Wanneer medewerkers minder dan een jaar dan wel 1-2 jaar gewerkt hebben, en uit dienst treden, kan intern afscheid worden genomen (desgewenst met cluster/team of sector) met koffie en gebak op kosten van de werkgever waarbij degene waarvan afscheid wordt genomen een bloemetje, boek o.i.d. van max. € 20,-- ontvangt (aan te halen als ‘koffieregeling’). Wanneer er van Dienst of sector wordt gewisseld wordt er de eerste 2 jaar volgens de koffieregeling gehandeld. Wanneer er langer bij een sector is gewerkt wordt maximaal een vergoeding verstrekt als vermeld bij 5a. De hoogte van een eventueel cadeau als dank voor bewezen diensten is dan € 75,--. Voor medewerkers die naar elders (dus extern) vertrekken en langer dan 2 jaar bij een sector hebben gewerkt geldt dat zij ook een cadeau als dank voor bewezen diensten kunnen ontvangen naar rato van maximaal de helft van de tegemoetkoming, zoals benoemd bij de dienstjaren.

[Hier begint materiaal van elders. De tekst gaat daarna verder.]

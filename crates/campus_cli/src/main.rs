//! `campus` command-line entry point.
//!
//! # Responsibility
//! - Run student collection queries against a JSON collection file.
//! - Create or migrate a records database.
//! - Print results as JSON on stdout and errors on stderr.

use campus_core::db::migrations::current_user_version;
use campus_core::{
    init_logging, CoreConfig, IdPolicy, JsonFileStudentStore, PageRequest, Store, StudentService,
};
use clap::{Args, Parser, Subcommand, ValueEnum};
use log::info;
use serde::Serialize;
use std::error::Error;
use std::path::PathBuf;
use std::process::ExitCode;

/// Academic records tools.
#[derive(Parser)]
#[command(name = "campus")]
#[command(version, about, long_about = None)]
struct Cli {
    /// JSON config file; flags override its values
    #[arg(global = true, long)]
    config: Option<PathBuf>,

    /// Absolute directory for rolling log files
    #[arg(global = true, long)]
    log_dir: Option<PathBuf>,

    /// trace|debug|info|warn|error
    #[arg(global = true, long)]
    log_level: Option<String>,

    #[command(subcommand)]
    command: Commands,
}

#[derive(Subcommand)]
enum Commands {
    /// Query a student collection file
    Students(StudentsArgs),
    /// Manage a records database
    Db(DbArgs),
}

#[derive(Args)]
struct StudentsArgs {
    /// Collection file (JSON array of students)
    #[arg(short, long)]
    file: Option<PathBuf>,

    /// Id assignment for appended students
    #[arg(long, value_enum, default_value_t = PolicyArg::HighWater)]
    id_policy: PolicyArg,

    #[command(subcommand)]
    command: StudentsCommand,
}

#[derive(Clone, Copy, ValueEnum)]
enum PolicyArg {
    Length,
    HighWater,
}

impl From<PolicyArg> for IdPolicy {
    fn from(value: PolicyArg) -> Self {
        match value {
            PolicyArg::Length => IdPolicy::CollectionLength,
            PolicyArg::HighWater => IdPolicy::HighWaterMark,
        }
    }
}

#[derive(Subcommand)]
enum StudentsCommand {
    /// Print every student
    List,
    /// Print one page with navigation links
    Page {
        #[arg(long)]
        page: Option<String>,
        #[arg(long)]
        limit: Option<String>,
    },
    /// Case-insensitive substring search on name
    Search {
        #[arg(long)]
        name: Option<String>,
    },
    /// Stable sort by grade
    Sort {
        /// asc|desc
        #[arg(long)]
        order: Option<String>,
    },
    /// Students taking a course
    Filter {
        #[arg(long)]
        course: Option<String>,
    },
    /// One student by id
    Get { id: i64 },
}

#[derive(Args)]
struct DbArgs {
    /// Records database file
    #[arg(short, long)]
    path: Option<PathBuf>,

    #[command(subcommand)]
    command: DbCommand,
}

#[derive(Subcommand)]
enum DbCommand {
    /// Create or migrate the database and print its schema version
    Init,
}

fn main() -> ExitCode {
    let cli = Cli::parse();
    match run(cli) {
        Ok(()) => ExitCode::SUCCESS,
        Err(err) => {
            eprintln!("error: {err}");
            ExitCode::FAILURE
        }
    }
}

fn run(cli: Cli) -> Result<(), Box<dyn Error>> {
    let mut config = match &cli.config {
        Some(path) => CoreConfig::load(path)?,
        None => CoreConfig::default(),
    };
    if let Some(dir) = cli.log_dir {
        config.log_dir = Some(dir);
    }
    if let Some(level) = cli.log_level {
        config.log_level = level;
    }
    config.validate()?;

    if let Some(dir) = &config.log_dir {
        init_logging(&config.log_level, dir)?;
    }

    match cli.command {
        Commands::Students(args) => run_students(&config, args),
        Commands::Db(args) => run_db(&config, args),
    }
}

fn run_students(config: &CoreConfig, args: StudentsArgs) -> Result<(), Box<dyn Error>> {
    let file = args.file.unwrap_or_else(|| config.students_file.clone());
    let store = JsonFileStudentStore::open(&file, args.id_policy.into())?;
    let service = StudentService::new(store);

    match args.command {
        StudentsCommand::List => print_json(&service.list_students()?),
        StudentsCommand::Page { page, limit } => {
            let request = PageRequest::from_params(page.as_deref(), limit.as_deref());
            print_json(&service.paginated(request)?)
        }
        StudentsCommand::Search { name } => print_json(&service.search_by_name(name.as_deref())?),
        StudentsCommand::Sort { order } => print_json(&service.sorted_by_grade(order.as_deref())?),
        StudentsCommand::Filter { course } => {
            print_json(&service.filtered_by_course(course.as_deref())?)
        }
        StudentsCommand::Get { id } => print_json(&service.get_student(id)?),
    }
}

fn run_db(config: &CoreConfig, args: DbArgs) -> Result<(), Box<dyn Error>> {
    let path = args.path.unwrap_or_else(|| config.db_path.clone());
    match args.command {
        DbCommand::Init => {
            let store = Store::open(&path, &config.store)?;
            let conn = store.acquire()?;
            let version = current_user_version(&conn)?;
            info!("event=db_init module=cli status=ok schema_version={version}");
            print_json(&serde_json::json!({
                "path": path.display().to_string(),
                "schemaVersion": version,
            }))
        }
    }
}

fn print_json<T: Serialize + ?Sized>(value: &T) -> Result<(), Box<dyn Error>> {
    println!("{}", serde_json::to_string_pretty(value)?);
    Ok(())
}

Houden van diners en borrels Lid 1 Het houden van diners en borrels op kosten van de werkgever is niet toegestaan voor zo ver dit niet aan een zakelijke sectoractiviteit (bijv. integriteits-training, sectorbijeenkomsten, aftrap nieuwe sector, teambuilding etc.) is verbonden. Lid 2 Bij sectoractiviteiten kan aan het eind van de dag, vooral wanneer deze dag in een externe locatie plaats heeft gevonden, wat hapjes en drankjes met elkaar worden genuttigd met als maximum € 10,-per persoon per dag. Het is niet de bedoeling om daarna nog met elkaar op kosten van de werkgever te gaan dineren. Lid 3 Gewenste afwijkingen op bovenstaande lijn worden vooraf met de directeur afgestemd. Geven van cadeaus aan medewerkers Lid 1 Bij geboorte of huwelijk kan vanuit het sectorbudget een bloemetje o.i.d. ter waarde van max. € 20,-worden gegeven. Lid 2 Andere vieringen zoals verjaardagen e.d. vallen hier niet onder. Sectoren hebben hier overigens vaak een eigen lief- en leedpot voor. Beleid gratificaties In 2007 is binnen de DR, en vervolgens ook met de OR, afgesproken om per 2008 in december via intranet bekend te maken wie een gratificatie heeft gekregen en waarom. Dit dan vanaf € 100,--. Bij de
58
bekendmaking zullen ter bescherming van de privacy geen bedragen worden genoemd. Voor de volledigheid de regels die gelden voor gratificaties: Het kader waarbinnen het toekennen van gratificaties plaats vindt is artikel 15:1:28 CAR/UWO en de door het college van Burgemeester & Wethouders, i.o.m. het Georganiseerde Overleg, vastgestelde nota Gedifferentieerd Belonen d.d. 7-02-1990. Een gratificatie is bedoeld als blijk van waardering voor een buitengewone individuele arbeidsprestatie. Checklist
Is er sprake van een buitengewoon goed functioneren in de eigen functie of in relatie tot werkzaamheden die niet tot de “normale” functie behoren, waarbij een extra inspanning is geleverd door betrokkene (bijv. zwaardere inzet dan eigen functieniveau, extra werkzaamheden naast de eigenlijke functie-uitoefening, bijzondere verantwoordelijkheid in relatie tot afbreukrisico). Is de gratificatie gebaseerd op na te trekken informatie. Uit deze informatie – mede verkregen op basis van het minimaal 1 x per jaar gehouden functioneringsgesprek – dient een positieve waardering te blijken. Draagt het resultaat van de inzet bij aan de organisatie-/afdelingsdoelstellingen. Is de reeds op een andere wijze geregelde financieel gewaardeerde inzet (bijv. waarnemingstoelage, extra periodiek, toelage) meegenomen in de beoordeling van de hoogte van de gratificatie.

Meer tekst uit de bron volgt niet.